- _Problem_
Filter this listing down to the lines that contain the word "bytes", and copy them.

- _Material to process_
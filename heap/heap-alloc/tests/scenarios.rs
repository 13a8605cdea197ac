//! Sequential allocator behavior: block placement, reuse, splitting and
//! coalescing arithmetic, boundary cases. Every test finishes with a full
//! structural audit of the heap.

use heap_alloc::block::Block;
use heap_alloc::debug;
use heap_alloc::error::AllocError;
use heap_alloc::heap::Heap;
use std::ops::{Deref, DerefMut};

/// A heap over an owned zeroed buffer.
struct TestHeap {
    heap: Heap,
    _backing: Box<[u64]>,
}

impl Deref for TestHeap {
    type Target = Heap;
    fn deref(&self) -> &Heap {
        &self.heap
    }
}

impl DerefMut for TestHeap {
    fn deref_mut(&mut self) -> &mut Heap {
        &mut self.heap
    }
}

fn new_heap(bytes: usize) -> TestHeap {
    let mut backing = vec![0_u64; bytes.div_ceil(8)].into_boxed_slice();
    let heap = unsafe { Heap::new(backing.as_mut_ptr().cast::<u8>(), bytes) };
    TestHeap {
        heap,
        _backing: backing,
    }
}

fn header(p: *mut u8) -> Block {
    unsafe { Block::from_payload(p) }
}

#[test]
fn multiple_allocations_are_adjacent() {
    let mut th = new_heap(1 << 20);
    let p1 = th.allocate(40).unwrap().as_ptr();
    let p2 = th.allocate(80).unwrap().as_ptr();
    let p3 = th.allocate(120).unwrap().as_ptr();

    assert!(p2 > p1 && p3 > p2);
    // Consecutive payloads differ by payload + header (8) + footer (4).
    assert_eq!(p2 as usize - p1 as usize, 40 + 8 + 4);
    assert_eq!(p3 as usize - p2 as usize, 80 + 8 + 4);

    let stats = debug::check_coalesced(&mut th).unwrap();
    assert_eq!(stats.blocks, 3);
    assert_eq!(stats.free_blocks, 0);
}

#[test]
fn sequential_allocations_of_equal_size() {
    let mut th = new_heap(1 << 20);
    let s = 100_u32; // a whole number of words
    let p1 = th.allocate(s).unwrap().as_ptr();
    let p2 = th.allocate(s).unwrap().as_ptr();
    assert_eq!(p2 as usize - p1 as usize, s as usize + 8 + 4);
    debug::check_coalesced(&mut th).unwrap();
}

#[test]
fn free_and_reuse() {
    let mut th = new_heap(1 << 20);
    let p1 = th.allocate(40).unwrap().as_ptr();
    let p2 = th.allocate(80).unwrap().as_ptr();
    let p3 = th.allocate(120).unwrap().as_ptr();
    let _ = (p1, p3);

    unsafe { th.deallocate(p2) };
    assert!(!unsafe { header(p2).is_allocated() });

    // The freed 20-word block is the first fit for a 15-word request.
    let p4 = th.allocate(60).unwrap().as_ptr();
    assert_eq!(p4, p2);
    assert!(unsafe { header(p2).is_allocated() });

    debug::check_coalesced(&mut th).unwrap();
}

#[test]
fn forward_coalesce() {
    let mut th = new_heap(1 << 20);
    let _p1 = th.allocate(40).unwrap().as_ptr();
    let p2 = th.allocate(80).unwrap().as_ptr();
    let p3 = th.allocate(120).unwrap().as_ptr();

    unsafe { th.deallocate(p2) };
    unsafe { th.deallocate(p3) };

    // 20 + 30 payload words plus the 3-word overhead of the swallowed tag.
    let h2 = header(p2);
    assert_eq!(unsafe { h2.size_words() }, 53);
    assert!(!unsafe { h2.is_allocated() });

    debug::check_coalesced(&mut th).unwrap();
}

#[test]
fn backward_coalesce() {
    let mut th = new_heap(1 << 20);
    let p1 = th.allocate(40).unwrap().as_ptr();
    let p2 = th.allocate(80).unwrap().as_ptr();
    let _p3 = th.allocate(120).unwrap().as_ptr();

    unsafe { th.deallocate(p2) };
    unsafe { th.deallocate(p1) };

    let h1 = header(p1);
    assert_eq!(unsafe { h1.size_words() }, 33);
    assert!(!unsafe { h1.is_allocated() });

    debug::check_coalesced(&mut th).unwrap();
}

#[test]
fn full_coalesce() {
    let mut th = new_heap(1 << 20);
    let p1 = th.allocate(40).unwrap().as_ptr();
    let p2 = th.allocate(80).unwrap().as_ptr();
    let p3 = th.allocate(120).unwrap().as_ptr();
    let _p4 = th.allocate(160).unwrap().as_ptr();

    unsafe { th.deallocate(p1) };
    unsafe { th.deallocate(p2) };
    unsafe { th.deallocate(p3) };

    // 10 + 20 + 30 payload words plus two swallowed 3-word overheads.
    let h1 = header(p1);
    assert_eq!(unsafe { h1.size_words() }, 66);
    assert!(!unsafe { h1.is_allocated() });

    let stats = debug::check_coalesced(&mut th).unwrap();
    assert_eq!(stats.free_blocks, 1);
}

#[test]
fn splitting_leaves_a_free_remainder() {
    let mut th = new_heap(1 << 20);
    let p = th.allocate(400).unwrap().as_ptr();
    unsafe { th.deallocate(p) };

    let q = th.allocate(40).unwrap().as_ptr();
    assert_eq!(q, p);

    let hq = header(q);
    assert_eq!(unsafe { hq.size_words() }, 10);

    let remainder = unsafe { hq.next() };
    assert_eq!(unsafe { remainder.size_words() }, 100 - 10 - 3);
    assert!(!unsafe { remainder.is_allocated() });

    debug::check_coalesced(&mut th).unwrap();
}

#[test]
fn no_split_below_one_payload_word() {
    let mut th = new_heap(1 << 20);
    // A freed 10-word block cannot be split for a 7-word request (the
    // remainder would be zero-sized), so the whole block is taken.
    let p = th.allocate(40).unwrap().as_ptr();
    let _guard = th.allocate(16).unwrap().as_ptr();
    unsafe { th.deallocate(p) };

    let q = th.allocate(28).unwrap().as_ptr();
    assert_eq!(q, p);
    assert_eq!(unsafe { header(q).size_words() }, 10);

    debug::check_coalesced(&mut th).unwrap();
}

#[test]
fn write_and_read_payload() {
    let mut th = new_heap(1 << 20);
    let p = th.allocate(20).unwrap().as_ptr();

    let msg = b"Hello, Allocator!";
    unsafe {
        core::ptr::copy_nonoverlapping(msg.as_ptr(), p, msg.len());
    }
    let got = unsafe { core::slice::from_raw_parts(p, msg.len()) };
    assert_eq!(got, msg);

    debug::check_coalesced(&mut th).unwrap();
}

#[test]
fn footer_matches_header() {
    let mut th = new_heap(1 << 20);
    let p = th.allocate(80).unwrap().as_ptr();

    let h = header(p);
    assert_eq!(unsafe { h.tag() }, unsafe { h.footer_tag() });

    debug::check_coalesced(&mut th).unwrap();
}

#[test]
fn zero_byte_request_gets_one_word() {
    let mut th = new_heap(1 << 20);
    let p = th.allocate(0).unwrap().as_ptr();
    assert_eq!(unsafe { header(p).size_words() }, 1);
    unsafe { p.write(0xAB) };
    debug::check_coalesced(&mut th).unwrap();
}

#[test]
fn null_deallocate_is_a_noop() {
    let mut th = new_heap(1 << 16);
    unsafe { th.deallocate(core::ptr::null_mut()) };
    debug::check_coalesced(&mut th).unwrap();
}

#[test]
fn oversized_request_reports_out_of_memory() {
    let mut th = new_heap(4096);
    assert_eq!(th.allocate(1 << 20), Err(AllocError::OutOfMemory));

    // The failure left nothing behind; normal requests still work.
    let stats = debug::check_coalesced(&mut th).unwrap();
    assert_eq!(stats.blocks, 0);
    assert!(th.allocate(64).is_ok());
    debug::check_coalesced(&mut th).unwrap();
}

#[test]
fn exhaustion_and_full_recovery() {
    let mut th = new_heap(4096);

    let mut held = Vec::new();
    loop {
        match th.allocate(128) {
            Ok(p) => held.push(p.as_ptr()),
            Err(AllocError::OutOfMemory) => break,
        }
    }
    assert!(!held.is_empty());

    // Freeing everything in order coalesces the arena back into one block.
    for p in &held {
        unsafe { th.deallocate(*p) };
    }
    let stats = debug::check_coalesced(&mut th).unwrap();
    assert_eq!(stats.free_blocks, 1);
    assert_eq!(stats.blocks, 1);

    // And that block is reusable.
    assert!(th.allocate(128).is_ok());
    debug::check_coalesced(&mut th).unwrap();
}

- _Response box_
fn new_heap(bytes: usize) -> TestHeap {
    let mut backing = vec![0_u64; bytes.div_ceil(8)].into_boxed_slice();
    let heap = unsafe { Heap::new(backing.as_mut_ptr().cast::<u8>(), bytes) };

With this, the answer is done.